One of the most persistent problems in construction supply distribution is that different companies name the same product differently. A client sends a PDF with their product list, and our team has to manually cross-reference every item against our internal catalog.

The Problem

A typical client request: a PDF with 50–200 line items, each described in the client's own naming convention. Our catalog might call the same product something completely different.

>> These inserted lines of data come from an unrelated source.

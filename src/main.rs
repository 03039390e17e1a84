use std::path::{Path, PathBuf};

use anyhow::{Context, Result};
use clap::{Parser, Subcommand, ValueEnum};
use tracing::{info, warn};

use subharvest::config::AppConfig;
use subharvest::frontier::Frontier;
use subharvest::logging::{init_logging, OperationTimer};
use subharvest::metrics::HarvestMetrics;
use subharvest::reddit::RedditClient;
use subharvest::validation::InputValidator;
use subharvest::{BatchReport, Database, FileStore, HarvestService, HarvestStore};

#[derive(Parser)]
#[command(author, version, about, long_about = None)]
struct Cli {
    /// Where harvested records are stored
    #[arg(long, value_enum, global = true, default_value_t = StoreKind::Sqlite)]
    store: StoreKind,

    #[command(subcommand)]
    command: Commands,
}

#[derive(Clone, Copy, Debug, ValueEnum)]
enum StoreKind {
    /// SQLite database at `database.url`
    Sqlite,
    /// CSV tables under `files.directory`
    Csv,
}

#[derive(Subcommand)]
enum Commands {
    /// Collect communities; without names, collect the unexplored frontier
    Collect {
        /// Community names, with or without a leading r/
        communities: Vec<String>,
    },
    /// Resume communities holding too few submissions
    Complete {
        /// Stored submissions a community needs to count as complete
        #[arg(long)]
        min_submissions: Option<usize>,
    },
    /// Collect the frontier repeatedly, following new cross-posts
    Explore {
        /// Number of exploration rounds
        #[arg(long, default_value_t = 1)]
        rounds: usize,
    },
    /// Show unexplored and incomplete communities
    Frontier {
        /// Stored submissions a community needs to count as complete
        #[arg(long)]
        min_submissions: Option<usize>,
    },
    /// Import CSV tables into the SQLite database
    Import {
        /// Directory holding the CSV tables
        #[arg(long)]
        from: PathBuf,
    },
}

#[tokio::main]
async fn main() -> Result<()> {
    // Credentials usually live in .env
    dotenvy::dotenv().ok();

    let cli = Cli::parse();
    let config = AppConfig::load()?;

    let log_file = config.logging.file_path.as_deref().map(Path::new);
    let _log_guard = init_logging(Some(&config.get_log_level()), log_file, &config.logging.format)?;
    HarvestMetrics::describe();

    info!("Starting subharvest");

    match cli.command {
        Commands::Collect { communities } => {
            let targets = (!communities.is_empty()).then_some(communities);
            let service = build_service(&config, cli.store)?;
            report(&service.collect_communities(targets).await?)
        },
        Commands::Complete { min_submissions } => {
            let min = min_submissions.unwrap_or(config.collection.min_submissions);
            InputValidator::validate_submissions_limit(min)?;
            let service = build_service(&config, cli.store)?;
            report(&service.complete_collection(min).await?)
        },
        Commands::Explore { rounds } => {
            InputValidator::validate_rounds(rounds)?;
            let service = build_service(&config, cli.store)?;
            report(&service.explore(rounds).await?)
        },
        Commands::Frontier { min_submissions } => {
            let min = min_submissions.unwrap_or(config.collection.min_submissions);
            let store = open_store(&config, cli.store)?;
            show_frontier(store.as_ref(), min)
        },
        Commands::Import { from } => import_files(&config, &from),
    }
}

fn open_store(config: &AppConfig, kind: StoreKind) -> Result<Box<dyn HarvestStore>> {
    Ok(match kind {
        StoreKind::Sqlite => Box::new(Database::with_max_connections(
            &config.database.url,
            config.database.max_connections,
        )?),
        StoreKind::Csv => {
            let directory = Path::new(&config.files.directory);
            InputValidator::validate_file_path(directory)?;
            Box::new(FileStore::open(directory)?)
        },
    })
}

fn build_service(config: &AppConfig, kind: StoreKind) -> Result<HarvestService<RedditClient, Box<dyn HarvestStore>>> {
    let source = RedditClient::new(&config.reddit)?;
    let store = open_store(config, kind)?;
    Ok(HarvestService::new(
        source,
        store,
        config.collector_settings(),
        config.collection.batch_policy,
    ))
}

/// Log the outcome of a batch; any failure fails the process
fn report(report: &BatchReport) -> Result<()> {
    info!(
        collected = report.collected.len(),
        skipped = report.skipped.len(),
        failed = report.failures.len(),
        halted = report.halted,
        "Run complete"
    );
    for failure in &report.failures {
        warn!(community = %failure.community, error = ?failure.error, "Not collected");
    }

    if report.failures.is_empty() {
        Ok(())
    } else {
        anyhow::bail!("{} of {} communities failed", report.failures.len(), report.attempted())
    }
}

fn show_frontier(store: &dyn HarvestStore, min_submissions: usize) -> Result<()> {
    let frontier = Frontier::new(store);

    let unexplored = frontier.unexplored_communities()?;
    info!("Unexplored communities: {}", unexplored.len());
    for name in &unexplored {
        info!("  {}", name);
    }

    let incomplete = frontier.incomplete_communities(min_submissions)?;
    info!("Communities below {} submissions: {}", min_submissions, incomplete.len());
    for community in &incomplete {
        info!("  {} ({} stored, last {})", community.name, community.offset, community.last_submission_id);
    }

    Ok(())
}

/// Copy every CSV record into the SQLite database
fn import_files(config: &AppConfig, from: &Path) -> Result<()> {
    InputValidator::validate_file_path(from)?;
    let timer = OperationTimer::new("import");

    let files = FileStore::open(from).with_context(|| format!("Failed to open {}", from.display()))?;
    let records = files.load_all()?;
    let db = Database::with_max_connections(&config.database.url, config.database.max_connections)?;

    for community in &records.communities {
        db.upsert_community(community)?;
    }
    let submissions = db.upsert_submissions(&records.submissions)?;
    let comments = db.upsert_comments(&records.comments)?;
    let crossposts = db.upsert_crossposts(&records.crossposts)?;

    info!(
        communities = records.communities.len(),
        submissions,
        comments,
        crossposts,
        "Import complete"
    );
    timer.finish();
    Ok(())
}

Manual matching was slow (hours per request), error-prone (wrong matches, missed items), and dependent on experienced employees who knew both naming systems.

The Solution

1. Document Parsing

The PDF is parsed to extract structured product data. This handles various formats: tables, free-form lists, and mixed layouts.

2. AI Matching

Each extracted product description is compared against our internal database using an LLM model. The AI understands that "Cable THHN 12 AWG" and "Alambre #12 THHN" are the same product, even though the names share almost no words.

3. Confidence Scoring

Each match gets a confidence score:

  • High confidence (>90%): Auto-matched, ready for review
  • Medium confidence (60–90%): Suggested match, requires human confirmation
  • Low confidence (<60%): Flagged for manual matching

Technical Stack

  • Python with FastAPI for the backend
  • LLM integration for semantic product matching
  • PostgreSQL for product database
  • PDF parsing libraries for document extraction

Results

What previously took hours of manual work now takes minutes. The system handles the straightforward matches automatically, and our team only needs to review the edge cases.